The Cost We Didn’t See Coming
The amount of money I’ve spent on feeding an addiction was insane. I used to spend about $25 every 2 weeks or so on disposable vapes without even blinking. If you add that up over a year, that’s $600; over 7 years, that’s almost $4,200.
Luke said he spends even more, at about $100 a week, to fuel a bad addiction, and urges youth not to start because of the cost alone.
Looking Ahead
Zyns have been the most common alternative to vaping that I’ve seen, and honestly, they’ve helped me the most. We still don’t fully know the long-term side effects, and I’m aware of that. But in my mind, it felt like a better option than constantly inhaling nicotine into my lungs. Whether that’s true or not, I guess time will tell.
The research I did find from Johns Hopkins behavioral pharmacologist Tory Spindle he says, “Sold in 3 mg and 6 mg doses, the pouches deliver nicotine directly into the bloodstream through the mouth’s membrane lining, rather than through the lungs. In many ways, the pouches are safer than other nicotine products on the market because they do not use tobacco leaves and therefore have fewer carcinogens. But they are not risk-free.”

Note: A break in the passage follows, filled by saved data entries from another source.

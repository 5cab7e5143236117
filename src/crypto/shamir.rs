//! # Shamir Secret Sharing
//!
//! Splits a byte string into `parts` shares so that any `threshold` of them
//! reconstruct it. Arithmetic is in GF(2^8) with the AES reduction polynomial
//! (x^8 + x^4 + x^3 + x + 1), one random polynomial per secret byte.
//!
//! Share layout: `y_0 .. y_{n-1} || x`, i.e. the evaluated bytes followed by
//! the one-byte x-coordinate. x-coordinates are distinct and never zero.

use rand::{seq::SliceRandom, RngCore};

use super::CryptoError;

/// Multiply in GF(2^8)
///
/// Fixed eight rounds with masks instead of branches, so the running time
/// does not depend on the operands (which include key bytes).
fn gf_mul(mut a: u8, b: u8) -> u8 {
    let mut product = 0u8;
    for i in 0..8 {
        let take = 0u8.wrapping_sub((b >> i) & 1);
        product ^= a & take;
        let carry = 0u8.wrapping_sub(a >> 7);
        a = (a << 1) ^ (0x1b & carry);
    }
    product
}

/// Multiplicative inverse in GF(2^8), a^254. Zero maps to zero.
///
/// Square-and-multiply over the public exponent only, so the sequence of
/// multiplications is the same for every `a`.
fn gf_inv(a: u8) -> u8 {
    // 254 = 0b1111_1110
    let mut square = gf_mul(a, a);
    let mut result = square;
    for _ in 0..6 {
        square = gf_mul(square, square);
        result = gf_mul(result, square);
    }
    result
}

fn gf_div(a: u8, b: u8) -> u8 {
    debug_assert!(b != 0, "division by zero in GF(2^8)");
    gf_mul(a, gf_inv(b))
}

/// Evaluate a polynomial (coefficients lowest degree first) at `x` using Horner's rule
fn evaluate(coefficients: &[u8], x: u8) -> u8 {
    coefficients
        .iter()
        .rev()
        .fold(0u8, |acc, &c| gf_mul(acc, x) ^ c)
}

/// Lagrange interpolation of the points at x = 0
fn interpolate_at_zero(xs: &[u8], ys: &[u8]) -> u8 {
    let mut result = 0u8;
    for (i, (&xi, &yi)) in xs.iter().zip(ys).enumerate() {
        let mut basis = 1u8;
        for (j, &xj) in xs.iter().enumerate() {
            if i != j {
                // (0 - xj) / (xi - xj); subtraction is XOR in GF(2^8)
                basis = gf_mul(basis, gf_div(xj, xi ^ xj));
            }
        }
        result ^= gf_mul(yi, basis);
    }
    result
}

/// Split `secret` into `parts` shares with the given `threshold`
///
/// # Errors
///
/// Returns [`CryptoError::InvalidParameters`] unless
/// `2 <= threshold <= parts` and the secret is non-empty.
pub fn split(secret: &[u8], parts: u8, threshold: u8) -> Result<Vec<Vec<u8>>, CryptoError> {
    if secret.is_empty() {
        return Err(CryptoError::InvalidParameters(
            "cannot split an empty secret".to_string(),
        ));
    }
    if threshold < 2 {
        return Err(CryptoError::InvalidParameters(
            "threshold must be at least 2".to_string(),
        ));
    }
    if parts < threshold {
        return Err(CryptoError::InvalidParameters(format!(
            "parts ({parts}) cannot be less than threshold ({threshold})"
        )));
    }

    let mut rng = rand::thread_rng();

    let mut x_coordinates: Vec<u8> = (1..=255).collect();
    x_coordinates.shuffle(&mut rng);
    x_coordinates.truncate(usize::from(parts));

    let mut shares: Vec<Vec<u8>> = x_coordinates
        .iter()
        .map(|_| Vec::with_capacity(secret.len() + 1))
        .collect();

    let mut coefficients = vec![0u8; usize::from(threshold)];
    for &byte in secret {
        coefficients[0] = byte;
        rng.fill_bytes(&mut coefficients[1..]);
        for (share, &x) in shares.iter_mut().zip(&x_coordinates) {
            share.push(evaluate(&coefficients, x));
        }
    }
    coefficients.fill(0);

    for (share, &x) in shares.iter_mut().zip(&x_coordinates) {
        share.push(x);
    }
    Ok(shares)
}

/// Reconstruct the secret from at least `threshold` shares
///
/// Combining fewer shares than the split threshold does not fail; it
/// yields a wrong secret, which callers detect by verifying the result.
///
/// # Errors
///
/// Returns [`CryptoError::InvalidShares`] if fewer than two shares are given,
/// lengths differ, a share is too short, or x-coordinates repeat.
pub fn combine<S: AsRef<[u8]>>(shares: &[S]) -> Result<Vec<u8>, CryptoError> {
    if shares.len() < 2 {
        return Err(CryptoError::InvalidShares(
            "at least 2 shares required".to_string(),
        ));
    }
    let share_len = shares[0].as_ref().len();
    if share_len < 2 {
        return Err(CryptoError::InvalidShares("shares too short".to_string()));
    }
    if shares.iter().any(|s| s.as_ref().len() != share_len) {
        return Err(CryptoError::InvalidShares(
            "all shares must be the same length".to_string(),
        ));
    }

    let xs: Vec<u8> = shares.iter().map(|s| s.as_ref()[share_len - 1]).collect();
    for (i, x) in xs.iter().enumerate() {
        if *x == 0 {
            return Err(CryptoError::InvalidShares(
                "share has zero x-coordinate".to_string(),
            ));
        }
        if xs[..i].contains(x) {
            return Err(CryptoError::InvalidShares(
                "duplicate share detected".to_string(),
            ));
        }
    }

    let secret_len = share_len - 1;
    let mut ys = vec![0u8; shares.len()];
    let secret = (0..secret_len)
        .map(|idx| {
            for (y, share) in ys.iter_mut().zip(shares) {
                *y = share.as_ref()[idx];
            }
            interpolate_at_zero(&xs, &ys)
        })
        .collect();
    Ok(secret)
}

I’ve noticed I don’t reach for Zyns nearly as often as I used to vape, and I can go longer between uses. To be honest, they were tough to get used to at first—the burning sensation was pretty intense. I had the same issue with nicotine gum and mints.
I still use Zyns, and I won’t pretend I’ve got it all figured out.
But I’m working on it. The biggest milestone so far? It’s been almost two months since I’ve used a vape, and I already feel the difference. I don’t think about it as much anymore. I don’t feel like I need it with me every time I leave the house.
There was a time I’d grab my vape before my wallet or my phone. Now, I’m learning to live without it—slowly and intentionally. I hope to quit nicotine completely someday.
Because addiction is sneaky. It rarely feels like a choice. But healing can be.
And I’m choosing that—one less craving at a time.